Home robot Astro is dead or alive?

Home robot Astro is dead or alive?

Amazon still hasn’t started mass deliveries of its Astro home robot six months after its launch, and early user reviews have been mixed.

Last September, Amazon introduced the Astro home robot. The company estimated the novelty at $1450. However, for early buyers, selected by Amazon itself by invitation, the robot cost “only” $1,000. According to Bloomberg, almost six months after the announcement, Astro has not been released to the public.

The publication notes that new information about the home robot, in addition to that which was announced as part of its announcement, is almost impossible to find. And this is quite strange, since early buyers usually like to share their experience with new products. Searching for the owners of Astro on YouTube, Twitter and Instagram, journalists were able to find only two people who briefly shared their impressions. Citing people close to the matter, the publication reports that Amazon has delivered just a few hundred Astro home robots so far.

Bloomberg still managed to contact one of the buyers to find out his impressions of the acquisition. According to him, he bought the robot in December last year, when the discount for early buyers was still in effect. Although Matthew Nereim is an ardent fan of Amazon and owns almost all the gadgets released by the company, he considered the cost of $ 1,500 for the Astro robot to be unreasonably high. That is why, having learned that the robot is still being sold at a discount, he bought it for $1,000. In his opinion, a more reasonable price for such a robot would be $700.

The owner noted that he enjoys controlling the Astro with his phone when he is at home, as well as using it to check on how his pet Labrador Cooper is doing when Matthew is at work. The robot can really follow the owner, bring drinks using the built-in cup holder and thus surprise his friends every time. Matthew is well aware that Astro isn’t perfect.
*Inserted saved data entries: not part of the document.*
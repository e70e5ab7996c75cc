/// HTTP client for the Busan open-data listings
use serde_json::Value;
use std::time::Duration;

use super::dataset::Dataset;
use super::error::CollectError;
use crate::api::{build_http_client, log_request, log_response};
use crate::utils::redacted_query_string;

/// Query parameter carrying the API key
const SERVICE_KEY_PARAM: &str = "serviceKey";

/// Anything that can hand back the raw JSON body of one listing page.
#[allow(async_fn_in_trait)]
pub trait PageSource {
    async fn fetch_page(
        &self,
        dataset: Dataset,
        page_no: u32,
        page_size: u32,
    ) -> Result<Value, CollectError>;
}

/// Open-data API client
pub struct DataApiClient {
    base_url: String,
    api_key: String,
    client: reqwest::Client,
}

impl DataApiClient {
    /// Create a client whose every request is bounded by `timeout`.
    pub fn new(base_url: String, api_key: String, timeout: Duration) -> Result<Self, CollectError> {
        let client = build_http_client(Some(timeout))
            .map_err(|e| CollectError::Network(format!("Failed to create HTTP client: {}", e)))?;
        Ok(Self {
            base_url,
            api_key,
            client,
        })
    }

    pub fn base_url(&self) -> &str {
        &self.base_url
    }

    fn page_params(&self, page_no: u32, page_size: u32) -> Vec<(String, String)> {
        vec![
            (SERVICE_KEY_PARAM.to_string(), self.api_key.clone()),
            ("pageNo".to_string(), page_no.to_string()),
            ("numOfRows".to_string(), page_size.to_string()),
            ("resultType".to_string(), "json".to_string()),
        ]
    }
}

impl PageSource for DataApiClient {
    async fn fetch_page(
        &self,
        dataset: Dataset,
        page_no: u32,
        page_size: u32,
    ) -> Result<Value, CollectError> {
        let url = format!("{}{}", self.base_url, dataset.endpoint());
        let params = self.page_params(page_no, page_size);

        let url_for_log = format!("{}?{}", url, redacted_query_string(&params, &[SERVICE_KEY_PARAM]));
        log_request("GET", &url_for_log, &[], None);
        tracing::debug!(%dataset, page_no, page_size, "Requesting page");

        let response = self
            .client
            .get(&url)
            .query(&params)
            .send()
            .await
            .map_err(|e| CollectError::Network(e.to_string()))?;

        let status = response.status();
        let text = response
            .text()
            .await
            .map_err(|e| CollectError::Network(e.to_string()))?;

        if !status.is_success() {
            log_response(&format!("HTTP {}: {}", status, text));
            return Err(CollectError::HttpStatus {
                status: status.as_u16(),
                body: text,
            });
        }

        log_response(&format!("HTTP {} ({} bytes)", status, text.len()));

        serde_json::from_str(&text).map_err(|e| {
            CollectError::Shape(format!("Response is not JSON: {}", e))
        })
    }
}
When using the cellular network, its navigation can be erratic, the robot sometimes cannot find its charging station, and often gets stuck in place when approaching stairs, trying to figure out how to move on without falling. Typically, Amazon collects user feedback like this to further improve its products. However, Nereim does not send reports to the company, as this is not a mandatory requirement.

Amazon declined to release specific sales figures for the Astro home robots, but said the number of inquiries to buy and actual orders “was higher than they expected.” In a conversation with Bloomberg, a company representative also noted that the supply of the robot is increasing as planned and “will continue to increase in the coming weeks and months.”

Ultimately, the company wants to make the Astro available to a wider range of customers. However, a spokesman for the company said that “it is yet to talk about when this will happen.”